Cellular adaptation to the local mechanical environment requires orchestration from the moment of reception to distal gene transcription. Central to this function, the nucleus responds to external stimuli or its molecular transducers by regulating intra-nuclear organization that ultimately determines gene expression to control cell function and fate. While knowledge about individual processes including, mechanoreception, genomic organization and transcription are exceedingly detailed, efforts to unify this information into a set of deterministic rules is lacking. The long-term goal of this research is to generate predictive models of how the chromatin nano-environment adapts to the cellular macro-environment to control gene expression.

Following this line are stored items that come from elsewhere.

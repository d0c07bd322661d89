use crate::error::Result;
use crate::types::Address;
use async_trait::async_trait;

/// One backing lookup service.
///
/// `fetch` performs a single request bounded by the provider's own timeout
/// and never retries. Implementations hold only immutable configuration, so
/// one instance can serve concurrent lookups.
#[async_trait]
pub trait Provider: Send + Sync {
    async fn fetch(&self, code: &str) -> Result<Address>;

    /// Stable identifier, copied into `Address::source`.
    fn name(&self) -> &str;
}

As a first critical step in answering this overarching question, this project will focus on currently unknown spatial relationships between local nuclear stiffening and mRNA transcription in living cells. By uniquely combining deformation microscopy method with the tracking of mRNA transcription at a single gene locus, this project aims to correlate full-field strain in the live nucleus with the real-time mRNA transcription in mechanically challenged stem cells. Correlations between subnuclear mechanics and mRNA transcription will advance the scientific knowledge on how external mechanical force regulates cell function. The PI aims to receive training to transfer the deformation microscopy technique into Boise State University and combine it with live mRNA tracking and adipogenic MSC differentiation model.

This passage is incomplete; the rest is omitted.